@wsndy-xx
2018-05-20T10:48:25.000000Z
字数 1259
阅读 930
题解
数组开小没察觉,挂掉好几遍
题意肯定是求最小生成树了,问题在于怎样减少时间消耗。
主要思路是逆序求解,因为这样可以尽可能地减少使用Kruskal的次数,时间复杂度自然就降下来了
每次Kruskal记录用到的边,如果(每一周)删掉了一条用到的边,那自然需要重新求一遍最小生成树;如果没用到,那就不用求了,直接赋值为上一个结果。

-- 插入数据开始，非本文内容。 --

//! Declarative table and column tags.
//!
//! Tags are validated when they are constructed, so an invalid declaration fails
//! at the point it is written rather than when the type is registered.

use super::data_type::DataType;
use crate::error::TideError;
use once_cell::sync::Lazy;
use regex::Regex;

static COLUMN_IDENT: Lazy<Option<Regex>> =
    Lazy::new(|| Regex::new(r"^[A-Za-z_][A-Za-z0-9_]*$").ok());

// Optional schema qualifier, e.g. `dbo.person`
static TABLE_IDENT: Lazy<Option<Regex>> = Lazy::new(|| {
    Regex::new(r"^([A-Za-z_][A-Za-z0-9_]*\.)?[A-Za-z_][A-Za-z0-9_]*$").ok()
});

fn check_identifier(pattern: &Lazy<Option<Regex>>, what: &str, name: &str) -> Result<(), TideError> {
    if name.is_empty() {
        return Err(TideError::Configuration(format!("{what} name must not be empty")));
    }
    let re = pattern
        .as_ref()
        .ok_or_else(|| TideError::Internal("identifier pattern failed to compile".into()))?;
    if !re.is_match(name) {
        return Err(TideError::Configuration(format!(
            "{what} name '{name}' is not a valid identifier"
        )));
    }
    Ok(())
}

/// Table tag: names the table a record type maps to.
#[derive(Debug, Clone, PartialEq, Eq)]
pub struct TableTag {
    name: String,
}

impl TableTag {
    /// Create a table tag.
    ///
    /// # Errors
    ///
    /// Returns [`TideError::Configuration`] if the name is empty or not an identifier.
    pub fn new(name: impl Into<String>) -> Result<Self, TideError> {
        let name = name.into();
        check_identifier(&TABLE_IDENT, "table", &name)?;
        Ok(Self { name })
    }

    #[must_use]
    pub fn name(&self) -> &str {
        &self.name
    }
}

/// Column tag: declares how one property is stored.
#[derive(Debug, Clone, PartialEq, Eq)]
pub struct ColumnTag {
    name: Option<String>,
    primary_key: bool,
    data_type: DataType,
    max_length: Option<u32>,
    precision: Option<u32>,
    nullable: bool,
}

impl ColumnTag {
    /// Create a column tag from all of its parts.
    ///
    /// `name` defaults to the property name when `None`.
    ///
    /// # Errors
    ///
    /// Returns [`TideError::Configuration`] if:
    /// - the column is a primary key and nullable
    /// - a Decimal/Double column does not declare both max length and precision
    /// - a Varchar/Nvarchar/Enum column does not declare a max length
    /// - max length or precision is zero
    /// - the explicit name is not a valid identifier
    pub fn new(
        name: Option<&str>,
        primary_key: bool,
        data_type: DataType,
        max_length: Option<u32>,
        precision: Option<u32>,
        nullable: bool,
    ) -> Result<Self, TideError> {
        if let Some(name) = name {
            check_identifier(&COLUMN_IDENT, "column", name)?;
        }
        let label = name.unwrap_or("<property>");
        if primary_key && nullable {
            return Err(TideError::Configuration(format!(
                "primary key column {label} cannot be nullable"
            )));
        }
        if max_length == Some(0) {
            return Err(TideError::Configuration(format!(
                "max length of column {label} must be at least 1"
            )));
        }
        if precision == Some(0) {
            return Err(TideError::Configuration(format!(
                "precision of column {label} must be at least 1"
            )));
        }
        if data_type.requires_precision() && (max_length.is_none() || precision.is_none()) {
            return Err(TideError::Configuration(format!(
                "{data_type} column {label} requires both max length and precision"
            )));
        }
        if data_type.requires_length() && max_length.is_none() {
            return Err(TideError::Configuration(format!(
                "{data_type} column {label} requires a max length"
            )));
        }
        Ok(Self {
            name: name.map(str::to_string),
            primary_key,
            data_type,
            max_length,
            precision,
            nullable,
        })
    }

    /// Start building a column tag of the given type.
    #[must_use]
    pub fn builder(data_type: DataType) -> ColumnTagBuilder {
        ColumnTagBuilder {
            name: None,
            primary_key: false,
            data_type,
            max_length: None,
            precision: None,
            nullable: false,
        }
    }

    #[must_use]
    pub fn name(&self) -> Option<&str> {
        self.name.as_deref()
    }

    #[must_use]
    pub fn is_primary_key(&self) -> bool {
        self.primary_key
    }

    #[must_use]
    pub fn data_type(&self) -> DataType {
        self.data_type
    }

    #[must_use]
    pub fn max_length(&self) -> Option<u32> {
        self.max_length
    }

    #[must_use]
    pub fn precision(&self) -> Option<u32> {
        self.precision
    }

    #[must_use]
    pub fn is_nullable(&self) -> bool {
        self.nullable
    }
}

/// Fluent builder for [`ColumnTag`]; validation happens in [`ColumnTagBuilder::build`].
///
/// ```
/// use tidemark::{ColumnTag, DataType};
///
/// let tag = ColumnTag::builder(DataType::Nvarchar)
///     .name("firstname")
///     .max_length(64)
///     .build()
///     .unwrap();
/// assert_eq!(tag.name(), Some("firstname"));
/// ```
#[derive(Debug, Clone)]
pub struct ColumnTagBuilder {
    name: Option<String>,
    primary_key: bool,
    data_type: DataType,
    max_length: Option<u32>,
    precision: Option<u32>,
    nullable: bool,
}

impl ColumnTagBuilder {
    #[must_use]
    pub fn name(mut self, name: impl Into<String>) -> Self {
        self.name = Some(name.into());
        self
    }

    #[must_use]
    pub fn primary_key(mut self) -> Self {
        self.primary_key = true;
        self
    }

    #[must_use]
    pub fn max_length(mut self, max_length: u32) -> Self {
        self.max_length = Some(max_length);
        self
    }

    #[must_use]
    pub fn precision(mut self, precision: u32) -> Self {
        self.precision = Some(precision);
        self
    }

    #[must_use]
    pub fn nullable(mut self) -> Self {
        self.nullable = true;
        self
    }

    /// Validate and produce the tag.
    ///
    /// # Errors
    ///
    /// Same rules as [`ColumnTag::new`].
    pub fn build(self) -> Result<ColumnTag, TideError> {
        ColumnTag::new(
            self.name.as_deref(),
            self.primary_key,
            self.data_type,
            self.max_length,
            self.precision,
            self.nullable,
        )
    }
}

#[cfg(test)]
mod tests {
    use super::*;
    use crate::error::ErrorKind;

    #[test]
    fn test_table_tag_requires_name() {
        assert!(TableTag::new("person").is_ok());
        assert!(TableTag::new("dbo.person").is_ok());
        let err = TableTag::new("").unwrap_err();
        assert_eq!(err.kind(), ErrorKind::Configuration);
        assert!(TableTag::new("person; DROP TABLE x").is_err());
    }

    #[test]
    fn test_nullable_primary_key_fails() {
        let err = ColumnTag::new(Some("id"), true, DataType::Int, None, None, true).unwrap_err();
        assert_eq!(err.kind(), ErrorKind::Configuration);

        let err = ColumnTag::builder(DataType::Int)
            .primary_key()
            .nullable()
            .build()
            .unwrap_err();
        assert!(err.to_string().contains("cannot be nullable"));
    }

    #[test]
    fn test_decimal_requires_length_and_precision() {
        assert!(ColumnTag::builder(DataType::Decimal).max_length(10).build().is_err());
        assert!(ColumnTag::builder(DataType::Decimal).precision(2).build().is_err());
        assert!(ColumnTag::builder(DataType::Double).build().is_err());
        let tag = ColumnTag::builder(DataType::Decimal)
            .max_length(10)
            .precision(2)
            .build()
            .unwrap();
        assert_eq!(tag.max_length(), Some(10));
        assert_eq!(tag.precision(), Some(2));
    }

    #[test]
    fn test_character_types_require_length() {
        for dt in [DataType::Varchar, DataType::Nvarchar, DataType::Enum] {
            assert!(ColumnTag::builder(dt).build().is_err(), "{dt} without length");
            assert!(ColumnTag::builder(dt).max_length(32).build().is_ok());
        }
    }

    #[test]
    fn test_zero_length_and_precision_rejected() {
        assert!(ColumnTag::builder(DataType::Varchar).max_length(0).build().is_err());
        assert!(ColumnTag::builder(DataType::Decimal)
            .max_length(10)
            .precision(0)
            .build()
            .is_err());
    }

    #[test]
    fn test_invalid_column_name_rejected() {
        assert!(ColumnTag::builder(DataType::Int).name("first name").build().is_err());
        assert!(ColumnTag::builder(DataType::Int).name("9lives").build().is_err());
        assert!(ColumnTag::builder(DataType::Int).name("_rowid").build().is_ok());
    }

    #[test]
    fn test_name_defaults_to_none() {
        let tag = ColumnTag::builder(DataType::Guid).build().unwrap();
        assert_eq!(tag.name(), None);
        assert!(!tag.is_primary_key());
        assert!(!tag.is_nullable());
    }
}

如果有一周出现了-1,那它继续删边肯定更不联通了,所以之后所有答案都是-1,break就好
#include <bits/stdc++.h>
const int N = 210;
const int M = 6010;
long long Answer[M];
int fa[N], n, m, nowid;
struct Node {
int u, v, w, day;
bool operator < (const Node &a) const {
return w < a.w;
}
} E[M << 1];
bool Be_use[M << 1];
#define gc getchar()
inline int read() {
int x = 0, f = 1; char c = gc;
while(c < '0' || c > '9') {if(c == '-') f = -1; c = gc;}
while(c >= '0' && c <= '9') x = x * 10 + c - '0', c = gc;
return x * f;
}
int Get_fa(int x) {return x == fa[x] ? x : fa[x] = Get_fa(fa[x]);}
long long Work() {
memset(Be_use, 0, sizeof Be_use);
for(int i = 1; i <= n; i ++) fa[i] = i;
long long js(0), ret(0);
for(int i = 1; i <= m; i ++) {
if(E[i].day > nowid) continue ;
int a = E[i].u, b = E[i].v, fa_a = Get_fa(a), fa_b = Get_fa(b);
if(fa_a != fa_b) js ++, ret += E[i].w, fa[fa_a] = fa_b, Be_use[E[i].day]= 1;
if(js == n - 1) break;
}
if(js != n - 1) return -1;
return ret;
}
int main() {
n = read(), m = read();
for(int i = 1; i <= m; i ++) E[i].u = read(), E[i].v = read(), E[i].w = read(), E[i].day = i;
std:: sort(E + 1, E + m + 1);
nowid = m;
Answer[m] = Work();
for(int i = m - 1; i >= 1; i --) {
if(Be_use[i + 1]) nowid = i, Answer[i] = Work();
else Answer[i] = Answer[i + 1];
if(Answer[i] == -1) {
for(int j = 1; j < i; j ++) Answer[j] = -1;
break;
}
}
for(int i = 1; i <= m; i ++) std:: cout << Answer[i] << "\n";
return 0;
}